- The EV/EBITDA multiple shows the stock is undervalued.
- The market is still attaching a substantial discount to the stock.
- Recent fall in the stock price is not justified and it gives long-term investors a good entry point.
General Electric's (NYSE:GE) stock is down over 4% during the last three months. The performance of the stock is even worse (down over 8%) year-to-date. The stock has been poor during the current year after a strong 2013. The performance of GE's stock has raised some questions about the gain it had during the last year - was the gain justified? Yes, in my opinion. The rise in the stock price for GE came with a strong growth in the fundamentals as well as the movement on the strategy.

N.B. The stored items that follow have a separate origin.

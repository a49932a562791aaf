//! # Funnel Calculator
//!
//! Pure inverse-funnel math. Given a monthly hire target and a chain of six
//! stage conversion rates, walk backward from hires to first-contact outreach,
//! rounding up at every stage: a candidate cannot be partially converted.
//!
//! ```text
//! outreach ─response─► responses ─interest─► interested ─screen─► screens
//!    ─pass_through─► finals ─offer─► offers ─accept─► hires
//! ```
//!
//! Nothing in this module performs I/O or reads the clock.

use chrono::NaiveDate;
use serde::{Deserialize, Serialize};

use crate::calendar;
use crate::error::{FunnelError, Result};
use crate::record::{Metric, MonthlyFunnelRecord};

/// Absorbs float noise such as `30.000000000000004` before rounding up.
const CEIL_EPSILON: f64 = 1e-9;

/// Floor applied to learned rates so a month with zero conversions never
/// produces an unusable (zero) rate.
pub const MIN_LEARNED_RATE: f64 = 0.001;

/// Working days per week assumed by [`weekly_breakdown`].
pub const WORK_DAYS_PER_WEEK: u32 = 5;

// ---------------------------------------------------------------------------
// ConversionRates
// ---------------------------------------------------------------------------

/// Conditional probability of advancing from each stage to the next.
/// Missing fields deserialize to the defaults.
#[derive(Debug, Clone, Copy, PartialEq, Serialize, Deserialize)]
#[serde(default)]
pub struct ConversionRates {
    /// outreach → response
    pub response_rate: f64,
    /// response → interested
    pub interest_rate: f64,
    /// interested → screen
    pub screen_rate: f64,
    /// screen → final round
    pub pass_through: f64,
    /// final round → offer
    pub offer_rate: f64,
    /// offer → hire
    pub accept_rate: f64,
}

impl Default for ConversionRates {
    fn default() -> Self {
        Self {
            response_rate: 0.15,
            interest_rate: 0.60,
            screen_rate: 0.80,
            pass_through: 0.25,
            offer_rate: 0.50,
            accept_rate: 0.80,
        }
    }
}

impl ConversionRates {
    fn stages(&self) -> [(&'static str, f64); 6] {
        [
            ("response_rate", self.response_rate),
            ("interest_rate", self.interest_rate),
            ("screen_rate", self.screen_rate),
            ("pass_through", self.pass_through),
            ("offer_rate", self.offer_rate),
            ("accept_rate", self.accept_rate),
        ]
    }

    /// Every rate must be finite and in (0, 1].
    pub fn validate(&self) -> Result<()> {
        for (stage, value) in self.stages() {
            if !(value.is_finite() && value > 0.0 && value <= 1.0) {
                return Err(FunnelError::InvalidRate { stage, value });
            }
        }
        Ok(())
    }

    /// Overall outreach → hire probability.
    pub fn efficiency(&self) -> f64 {
        self.stages().iter().map(|(_, r)| r).product()
    }
}

// ---------------------------------------------------------------------------
// Role
// ---------------------------------------------------------------------------

/// A recruiting target. `name` is the join key used by every provider mapping.
#[derive(Debug, Clone, PartialEq, Serialize, Deserialize)]
pub struct Role {
    pub name: String,
    pub monthly_hire_target: u32,
    #[serde(default)]
    pub rates: ConversionRates,
    #[serde(default)]
    pub search_terms: Vec<String>,
    #[serde(default, skip_serializing_if = "Option::is_none")]
    pub learned_rates: Option<ConversionRates>,
}

impl Role {
    pub fn new(name: impl Into<String>, monthly_hire_target: u32) -> Self {
        Self {
            name: name.into(),
            monthly_hire_target: monthly_hire_target.max(1),
            rates: ConversionRates::default(),
            search_terms: Vec::new(),
            learned_rates: None,
        }
    }

    pub fn with_rates(mut self, rates: ConversionRates) -> Self {
        self.rates = rates;
        self
    }

    /// Learned rates win over configured ones once they exist.
    pub fn effective_rates(&self) -> ConversionRates {
        self.learned_rates.unwrap_or(self.rates)
    }
}

// ---------------------------------------------------------------------------
// Inverse funnel
// ---------------------------------------------------------------------------

/// Stage counts needed to land `hires`. Each count is >= the next stage's.
#[derive(Debug, Clone, Copy, PartialEq, Eq, Serialize, Deserialize)]
pub struct FunnelRequirement {
    pub hires: u32,
    pub offers: u32,
    pub finals: u32,
    pub screens: u32,
    pub interested: u32,
    pub responses: u32,
    pub outreach: u32,
}

fn ceil_div(count: u32, rate: f64) -> u32 {
    let raw = (f64::from(count) / rate - CEIL_EPSILON).ceil();
    raw.max(f64::from(count)) as u32
}

/// Walk backward from `hire_target` to the outreach volume that produces it.
///
/// # Errors
/// [`FunnelError::InvalidRate`] when any rate is outside (0, 1].
pub fn required_outreach(hire_target: u32, rates: &ConversionRates) -> Result<FunnelRequirement> {
    rates.validate()?;
    let hires = hire_target;
    let offers = ceil_div(hires, rates.accept_rate);
    let finals = ceil_div(offers, rates.offer_rate);
    let screens = ceil_div(finals, rates.pass_through);
    let interested = ceil_div(screens, rates.screen_rate);
    let responses = ceil_div(interested, rates.interest_rate);
    let outreach = ceil_div(responses, rates.response_rate);
    Ok(FunnelRequirement {
        hires,
        offers,
        finals,
        screens,
        interested,
        responses,
        outreach,
    })
}

#[derive(Debug, Clone, Copy, PartialEq, Eq, Serialize, Deserialize)]
pub struct WeeklyBreakdown {
    pub monthly: u32,
    pub weekly: u32,
    pub daily: u32,
}

/// Spread a monthly outreach volume over weeks and five-day working weeks.
/// A `weeks_in_month` of 0 is treated as 1.
pub fn weekly_breakdown(monthly_outreach: u32, weeks_in_month: u32) -> WeeklyBreakdown {
    let weekly = monthly_outreach.div_ceil(weeks_in_month.max(1));
    let daily = weekly.div_ceil(WORK_DAYS_PER_WEEK);
    WeeklyBreakdown {
        monthly: monthly_outreach,
        weekly,
        daily,
    }
}

// ---------------------------------------------------------------------------
// Distribution
// ---------------------------------------------------------------------------

#[derive(Debug, Clone, PartialEq, Serialize, Deserialize)]
pub struct RoleDistribution {
    pub name: String,
    pub efficiency: f64,
    pub weighted_score: f64,
    /// Independently rounded; the sum across roles may drift from 100 by one or two.
    pub distribution_percent: u32,
}

/// Relative share of outreach effort per role, weighted by each role's
/// overall conversion efficiency and hire target. Never fails.
pub fn outreach_distribution(roles: &[Role]) -> Vec<RoleDistribution> {
    let scored: Vec<(String, f64, f64)> = roles
        .iter()
        .map(|role| {
            let efficiency = role.effective_rates().efficiency();
            let weighted = efficiency * f64::from(role.monthly_hire_target);
            let weighted = if weighted.is_finite() && weighted > 0.0 { weighted } else { 0.0 };
            (role.name.clone(), efficiency, weighted)
        })
        .collect();

    let total: f64 = scored.iter().map(|(_, _, w)| w).sum();

    scored
        .into_iter()
        .map(|(name, efficiency, weighted_score)| {
            let distribution_percent = if total > 0.0 {
                (100.0 * weighted_score / total).round() as u32
            } else {
                0
            };
            RoleDistribution {
                name,
                efficiency,
                weighted_score,
                distribution_percent,
            }
        })
        .collect()
}

// ---------------------------------------------------------------------------
// Pace and learned rates
// ---------------------------------------------------------------------------

/// What is left of a monthly target and the pace needed to close it.
#[derive(Debug, Clone, Copy, PartialEq, Eq, Serialize, Deserialize)]
pub struct MonthPace {
    pub remaining: u32,
    pub work_days_left: u32,
    pub per_work_day: u32,
}

/// Remaining volume for the month and the per-work-day pace from `today`
/// (inclusive). With no work days left the whole remainder is due today.
pub fn month_pace(target: u32, done: u32, today: NaiveDate) -> MonthPace {
    let remaining = target.saturating_sub(done);
    let work_days_left = calendar::work_days_remaining_in_month(today);
    let per_work_day = if work_days_left == 0 {
        remaining
    } else {
        remaining.div_ceil(work_days_left)
    };
    MonthPace {
        remaining,
        work_days_left,
        per_work_day,
    }
}

fn observed(numerator: u32, denominator: u32, min_sample: u32) -> Option<f64> {
    if denominator == 0 || denominator < min_sample {
        return None;
    }
    Some((f64::from(numerator) / f64::from(denominator)).clamp(MIN_LEARNED_RATE, 1.0))
}

/// Derive conversion rates for `role` from past monthly records.
///
/// Stages whose denominator across `history` is below `min_sample` keep the
/// value from `base`. Records carry no "interested" count, so the observed
/// responses → screens ratio is folded into `screen_rate` using
/// `base.interest_rate`. Returns `None` when no stage had enough data.
pub fn learn_rates(
    history: &[MonthlyFunnelRecord],
    role: &str,
    base: &ConversionRates,
    min_sample: u32,
) -> Option<ConversionRates> {
    let sum = |metric: Metric| -> u32 {
        history
            .iter()
            .map(|r| r.counts(metric).get(role).copied().unwrap_or(0))
            .sum()
    };
    let outreach = sum(Metric::Outreach);
    let responses = sum(Metric::Responses);
    let screens = sum(Metric::Screens);
    let finals = sum(Metric::Finals);
    let offers = sum(Metric::Offers);
    let hires = sum(Metric::Hires);

    let mut learned = *base;
    let mut touched = false;

    if let Some(rate) = observed(responses, outreach, min_sample) {
        learned.response_rate = rate;
        touched = true;
    }
    if let Some(combined) = observed(screens, responses, min_sample) {
        learned.screen_rate = (combined / base.interest_rate).clamp(MIN_LEARNED_RATE, 1.0);
        touched = true;
    }
    if let Some(rate) = observed(finals, screens, min_sample) {
        learned.pass_through = rate;
        touched = true;
    }
    if let Some(rate) = observed(offers, finals, min_sample) {
        learned.offer_rate = rate;
        touched = true;
    }
    if let Some(rate) = observed(hires, offers, min_sample) {
        learned.accept_rate = rate;
        touched = true;
    }

    touched.then_some(learned)
}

The company has been trying to shift focus to its strength, the industrial segment, and it intends to hold on to the financial assets that are in line with its industrial business. In our previous article, we talked in detail about the IPO of the consumer credit segment of the company. We believe the decline in the stock price has come due to the overall weakness seen in the market over the last few days and some profit taking. In this article, we have tried to use some metrics to value the stock.
Firstly, we will take Enterprise value into consideration for the valuation of the stock. Enterprise value is the value that a prospective buyer will have to pay for the whole company. This measure values the business of the company instead of just valuing the company. I believe this measure provides a better picture than the market capitalization as it also includes the debt of the company. If a buyer were to take over a company; he/she will have to assume the debt of the company as well and the buyer will get the cash and other liquid assets of the company, which can be used after the takeover. In order to calculate the enterprise value, we add debt, preferred share capital, and the minority interest to the market capitalization of the company, and deduct cash and cash equivalents - the resulting value is the enterprise value of a company.
The enterprise value of GE is $428 billion as opposed to its market capitalization of $255 billion. Based on this enterprise value and GE's total outstanding common shares of 10 billion, the Enterprise value per share becomes $42. However, Enterprise value alone is not completely meaningful as it takes into account all the long-term debt, minority interest and preferred capital. As a result, enterprise value will always be higher than the market capitalization. It is better to compare the EV with earnings before interest, taxes, depreciation and amortization (EBITDA). The EV/EBITDA multiple of the company stands at 11.9x at the moment - a comparison with 3M (NYSE:MMM), Honeywell (NYSE:HON) and United Technologies (NYSE:UTX) is given in the table below.
GE has an EV/EBITDA multiple higher than United Technologies and Honeywell, which means the stock is trading at a slight premium compared to these two companies. However, GE is trading at a discount compared to 3M. An important thing to consider in case of GE is that the majority of the debt comes from GE Capital, and that debt is used to earn interest. On the other hand, most of its peers use the debt to finance operations or assets. In fact, the debt for GE is working as an asset and it adds to the earnings of the company substantially. If we adjust for the debt of GE Capital, we get an EV/EBITDA multiple of close to 8x, which makes the stock look extremely undervalued. However, even if we do not adjust for the debt for GE Capital, we have an attractive EV/EBITDA multiple. GE's peers are trading at almost the same EV/EBITDA multiples with smaller operations and lower debt levels. GE's EBITDA dwarfs its peers' EBITDA - clearly showing that the market is still attaching a substantial discount to the stock.
As we have said in the past, the company is on the right path and the rise in the stock price during the last year was justified. At the moment, the company is executing its strategy well and the dependence on GE Capital is being reduced. Furthermore, the discussion of the enterprise value and EBITDA has shown that the stock is currently close to the competitors and there is still a considerable room for GE to grow. We believe the fall in the stock price have given investors an excellent opportunity to pick up some shares on a discount. In the long-term, we believe the stock price trajectory will be upwards.